Secular or religious, the adversaries we face today are ultimately animated by their own will to power, not by any altruism. While there are important differences between the challenge of our time and the one that Nitze and these other wise men faced 50 years ago, there are striking similarities in the character of the enemy—a similarity summarized, perhaps, with a single word: evil.
Wolfowitz seemlessly weaves the NSC-68 legacy -- a legacy of relentless dumping of public resources into endless production of weapons of planetary destruction in order to stave off the perceived power of the Soviet state -- into the new world evil of Islamic terrorism conducted at random by mostly invisible stateless actors, also requiring an endless American garrison economy. Wolfowitz must be congratulated for skill in conflating and amplifying the current perceived threats from this ragtag tapestry of disaffected people into a new NSC-68-inspired foundation for permanent war.
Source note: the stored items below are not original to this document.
use std::collections::BTreeMap;
use std::sync::Arc;

use chrono::{DateTime, Utc};

use crate::config::{ConfigError, Configuration};
use crate::envelope::Envelope;
use crate::level::Level;
use crate::mapper::{DateTimeMapper, ExceptionMapper, Fields, JsonMapper, Mapper};
use crate::principal::{PrincipalProvider, StaticPrincipal};
use crate::value::{Context, ContextValue};

/// Identifies this client implementation to the hub as `@probeType`.
pub const PROBE_TYPE: &str = "rust";

/// Builds [`Envelope`]s from raw log calls.
///
/// Setup happens through the consuming `with_*` methods; once built, the
/// factory is only read, so `create_message` can run concurrently from
/// any number of threads.
pub struct MessageFactory {
    configuration: Configuration,
    principal_provider: Arc<dyn PrincipalProvider>,
    mappers: Vec<Box<dyn Mapper>>,
}

impl MessageFactory {
    /// Factory without mappers and without a principal.
    pub fn new(configuration: Configuration) -> Self {
        MessageFactory {
            configuration,
            principal_provider: Arc::new(StaticPrincipal::default()),
            mappers: Vec::new(),
        }
    }

    /// Factory with the date/time, exception and JSON mappers registered
    /// in that order, using their default settings.
    pub fn with_default_mappers(configuration: Configuration) -> Self {
        Self::new(configuration)
            .with_mapper(DateTimeMapper::default())
            .with_exception_mapper(crate::mapper::DEFAULT_EXCEPTION_KEY)
            .with_json_mapper()
    }

    /// Append a mapper. Earlier registrations take priority.
    pub fn with_mapper(mut self, mapper: impl Mapper + 'static) -> Self {
        self.mappers.push(Box::new(mapper));
        self
    }

    /// Fails with [`ConfigError::InvalidDateFormat`] for formats chrono
    /// cannot render.
    pub fn with_datetime_mapper(self, format: impl Into<String>) -> Result<Self, ConfigError> {
        Ok(self.with_mapper(DateTimeMapper::new(format)?))
    }

    pub fn with_exception_mapper(self, exception_key: impl Into<String>) -> Self {
        self.with_mapper(ExceptionMapper::new(exception_key))
    }

    pub fn with_json_mapper(self) -> Self {
        self.with_mapper(JsonMapper)
    }

    pub fn with_principal_provider(mut self, provider: impl PrincipalProvider + 'static) -> Self {
        self.principal_provider = Arc::new(provider);
        self
    }

    /// Shorthand for a [`StaticPrincipal`] provider.
    pub fn with_principal(self, principal: Option<String>) -> Self {
        self.with_principal_provider(StaticPrincipal::new(principal))
    }

    pub fn configuration(&self) -> &Configuration {
        &self.configuration
    }

    pub fn mapper_count(&self) -> usize {
        self.mappers.len()
    }

    /// Build the envelope for one log call, stamped with the current time.
    pub fn create_message(&self, level: Level, message: &str, context: &Context) -> Envelope {
        self.create_message_at(Utc::now(), level, message, context)
    }

    /// Build the envelope for one log call with an explicit timestamp.
    ///
    /// Field precedence, lowest to highest: fixed metadata, configuration
    /// identity, then reserved keys produced from the context. A mapper
    /// emitting `@principal` therefore overrides the principal provider.
    pub fn create_message_at(
        &self,
        timestamp: DateTime<Utc>,
        level: Level,
        message: &str,
        context: &Context,
    ) -> Envelope {
        let mut envelope = Envelope {
            timestamp: timestamp.timestamp_millis(),
            probe_type: PROBE_TYPE.to_string(),
            message_type: level.message_type(),
            log_level: level,
            message_text: message.to_string(),
            principal: self.principal_provider.principal(),
            application_name: self.configuration.app_name().map(str::to_string),
            server_name: self.configuration.server_name().map(str::to_string),
            server_ip: self.configuration.server_ip().map(str::to_string),
            exception: None,
            root_exception: None,
            stack_trace: None,
            log_point: None,
            extra_data: BTreeMap::new(),
        };

        for (key, value) in context.iter() {
            for (field, field_value) in self.apply_mappers(key, value) {
                envelope.insert_field(field, field_value.to_string());
            }
        }

        envelope
    }

    fn apply_mappers(&self, key: &str, value: &ContextValue) -> Fields {
        match self.mappers.iter().find(|m| m.supports(key, value)) {
            Some(mapper) => mapper.map(key, value),
            None => Fields::from([(key.to_string(), value.clone())]),
        }
    }
}

impl std::fmt::Debug for MessageFactory {
    fn fmt(&self, f: &mut std::fmt::Formatter<'_>) -> std::fmt::Result {
        f.debug_struct("MessageFactory")
            .field("configuration", &self.configuration)
            .field("mappers", &self.mappers.len())
            .finish_non_exhaustive()
    }
}

#[cfg(test)]
mod tests {
    use super::*;
    use crate::level::MessageType;
    use crate::value::ExceptionRecord;
    use chrono::TimeZone;
    use serde_json::json;

    fn configuration() -> Configuration {
        Configuration::builder()
            .scheme("https")
            .host("hub.example.com")
            .app_name("billing")
            .server_name("node1")
            .build()
            .unwrap()
    }

    fn factory() -> MessageFactory {
        MessageFactory::with_default_mappers(configuration())
    }

    /// Mapper renaming every string value, used to check ordering rules.
    struct Rename(&'static str);

    impl Mapper for Rename {
        fn supports(&self, _key: &str, value: &ContextValue) -> bool {
            matches!(value, ContextValue::String(_))
        }

        fn map(&self, _key: &str, value: &ContextValue) -> Fields {
            Fields::from([(self.0.to_string(), value.clone())])
        }
    }

    #[test]
    fn fills_fixed_and_identity_metadata() {
        let at = Utc.with_ymd_and_hms(2024, 1, 2, 3, 4, 5).unwrap();
        let envelope = factory().create_message_at(at, Level::Info, "started", &Context::new());

        assert_eq!(envelope.timestamp, at.timestamp_millis());
        assert_eq!(envelope.probe_type, PROBE_TYPE);
        assert_eq!(envelope.message_type, MessageType::Normal);
        assert_eq!(envelope.log_level, Level::Info);
        assert_eq!(envelope.message_text, "started");
        assert_eq!(envelope.application_name.as_deref(), Some("billing"));
        assert_eq!(envelope.server_name.as_deref(), Some("node1"));
        assert_eq!(envelope.server_ip, None);
        assert_eq!(envelope.principal, None);

        let value = serde_json::to_value(&envelope).unwrap();
        assert!(value.get("@extraData").is_none());
        assert!(value.get("@serverIp").is_none());
        assert!(value.get("@principal").is_none());
    }

    #[test]
    fn message_type_follows_level() {
        let f = factory();
        for level in Level::ALL {
            let envelope = f.create_message(level, "m", &Context::new());
            let expected = matches!(level, Level::Emergency | Level::Critical | Level::Warning);
            assert_eq!(envelope.message_type == MessageType::Error, expected, "{level}");
        }
    }

    #[test]
    fn unmatched_values_are_stringified_into_extra_data() {
        let context = Context::new().with("count", 42).with("ratio", 0.5);
        let envelope = factory().create_message(Level::Info, "m", &context);

        assert_eq!(envelope.extra_data.get("count").map(String::as_str), Some("42"));
        assert_eq!(envelope.extra_data.get("ratio").map(String::as_str), Some("0.5"));

        let value = serde_json::to_value(&envelope).unwrap();
        assert_eq!(value["@extraData"]["count"], "42");
        assert!(value.get("count").is_none());
    }

    #[test]
    fn primary_exception_becomes_reserved_metadata() {
        let error = ExceptionRecord::new("RuntimeFailure", "boom").with_stack_trace("#0 run()");
        let context = Context::new().with("exception", error);
        let envelope = factory().create_message(Level::Critical, "failed", &context);

        assert_eq!(envelope.exception.as_deref(), Some("RuntimeFailure"));
        assert_eq!(envelope.stack_trace.as_deref(), Some("#0 run()"));
        assert_eq!(
            envelope.extra_data.get("exception_message").map(String::as_str),
            Some("boom")
        );
        assert_eq!(
            envelope.extra_data.get("exception_class").map(String::as_str),
            Some("RuntimeFailure")
        );
        assert!(!envelope.extra_data.contains_key("@exception"));
        assert!(!envelope.extra_data.contains_key("@stackTrace"));
    }

    #[test]
    fn datetime_and_json_values_use_their_mappers() {
        let at = Utc.with_ymd_and_hms(2024, 5, 6, 7, 8, 9).unwrap();
        let context = Context::new()
            .with("due", at)
            .with("order", json!({"id": 1}));
        let envelope = factory().create_message(Level::Info, "m", &context);

        assert_eq!(envelope.extra_data["due"], "2024-05-06T07:08:09+00:00");
        assert_eq!(envelope.extra_data["order"], r#"{"id":1}"#);
    }

    #[test]
    fn custom_datetime_format_is_validated_up_front() {
        let at = Utc.with_ymd_and_hms(2024, 5, 6, 7, 8, 9).unwrap();
        let factory = MessageFactory::new(configuration()).with_datetime_mapper("%d.%m.%Y").unwrap();
        let envelope = factory.create_message(Level::Info, "m", &Context::new().with("due", at));
        assert_eq!(envelope.extra_data["due"], "06.05.2024");

        let err = MessageFactory::new(configuration()).with_datetime_mapper("%Y-%Q").unwrap_err();
        assert_eq!(err, ConfigError::InvalidDateFormat("%Y-%Q".into()));
    }

    /// Mapper that panics on every value it claims.
    struct Exploding;

    impl Mapper for Exploding {
        fn supports(&self, _key: &str, _value: &ContextValue) -> bool {
            true
        }

        fn map(&self, key: &str, _value: &ContextValue) -> Fields {
            panic!("mapper exploded on {key}");
        }
    }

    #[test]
    #[should_panic(expected = "mapper exploded on order")]
    fn panicking_mapper_unwinds_through_create_message() {
        let factory = MessageFactory::new(configuration()).with_mapper(Exploding);
        factory.create_message(Level::Info, "m", &Context::new().with("order", 1));
    }

    #[test]
    fn first_supporting_mapper_wins_without_passthrough() {
        let factory = MessageFactory::new(configuration())
            .with_mapper(Rename("first"))
            .with_mapper(Rename("second"));
        let envelope = factory.create_message(Level::Info, "m", &Context::new().with("name", "x"));

        assert_eq!(envelope.extra_data.len(), 1);
        assert_eq!(envelope.extra_data["first"], "x");
    }

    #[test]
    fn context_reserved_keys_override_provider() {
        let factory = factory().with_principal(Some("service-account".into()));
        let plain = factory.create_message(Level::Info, "m", &Context::new());
        assert_eq!(plain.principal.as_deref(), Some("service-account"));

        let context = Context::new().with("@principal", "alice").with("@logPoint", "main.rs:10");
        let overridden = factory.create_message(Level::Info, "m", &context);
        assert_eq!(overridden.principal.as_deref(), Some("alice"));
        assert_eq!(overridden.log_point.as_deref(), Some("main.rs:10"));
        assert!(overridden.extra_data.is_empty());
    }

    #[test]
    fn closure_principal_provider() {
        let factory = factory().with_principal_provider(|| Some("from-session".to_string()));
        let envelope = factory.create_message(Level::Debug, "m", &Context::new());
        assert_eq!(envelope.principal.as_deref(), Some("from-session"));
    }

    #[test]
    fn identical_inputs_yield_identical_envelopes_apart_from_timestamp() {
        let f = factory();
        let context = Context::new()
            .with("exception", ExceptionRecord::new("E", "x"))
            .with("n", 1);

        let mut a = f.create_message(Level::Warning, "same", &context);
        let mut b = f.create_message(Level::Warning, "same", &context);
        a.timestamp = 0;
        b.timestamp = 0;
        assert_eq!(a, b);
    }

    #[test]
    fn factory_is_shareable_across_threads() {
        let f = Arc::new(factory());
        let handles: Vec<_> = (0..4)
            .map(|i| {
                let f = Arc::clone(&f);
                std::thread::spawn(move || {
                    f.create_message(Level::Info, "m", &Context::new().with("worker", i))
                })
            })
            .collect();

        for (i, handle) in handles.into_iter().enumerate() {
            let envelope = handle.join().unwrap();
            assert_eq!(envelope.extra_data["worker"], i.to_string());
        }
    }
}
Author Larry Everest in a marvelous May 2004 talk spoke of how interpretations of history and US-world relations like the ones Wolfowitz conveys may be turned around 180 degrees. This gives a much different outlook towards the Nitze legacy as appropriated by Wolfowitz with respect to "the fanaticism that we are dealing with".

I'll quote Everest below. I think you'll see in the Bush references the hand of Wolfowitz and his modern interpretation of NSC-68:
When [Bush, Cheney, Wolfowitz and so on] condemn their adversaries, usually their condemnations apply 1000-fold to themselves....Quoting George Bush's recent speech [Army War College, Carlisle, PA, May 25, 2004]....

Bush said, "Our terrorist enemies have a vision that guides and explains all their varied acts of murder". Well, so does the US government.

Bush said, "They seek to impose Taliban-like rule, country by country, across the greater Middle East". Wow, that's precisely the US agenda in the Middle East.

Bush said, "They seek the total control of every person, and mind, and soul, a harsh society in which women are voiceless and brutalized". What's the PATRIOT Act? What's "your with us or against us"?

Bush said, "They seek bases of operation to train more killers and export more violence". Well, who's gotten more military bases across the Middle East [and South Asia] than any other power in the world since September 11?

Bush said, "They commit dramatic acts of murder to shock, frighten and demoralize civilized nations, hoping we will retreat from the world and give them free rein. They seek weapons of mass destruction, to impose their will through blackmail and catastrophic attacks. None of this is the expression of a religion. It is a totalitarian political ideology, pursued with consuming zeal, and without conscience." Who's strategy was "shock and awe"?
Very late in his life, Nitze became something of a gadfly, supporting international institutions and the US role in them, distinct from the contempt of such by the current administration. He would violently disagree with the hegemonic interpretations of American actions suggested by Everest. This was his blind spot, a failure to consider the view of US policy from the perspective of those who suffer its consequences. Rest in peace, Paul Nitze.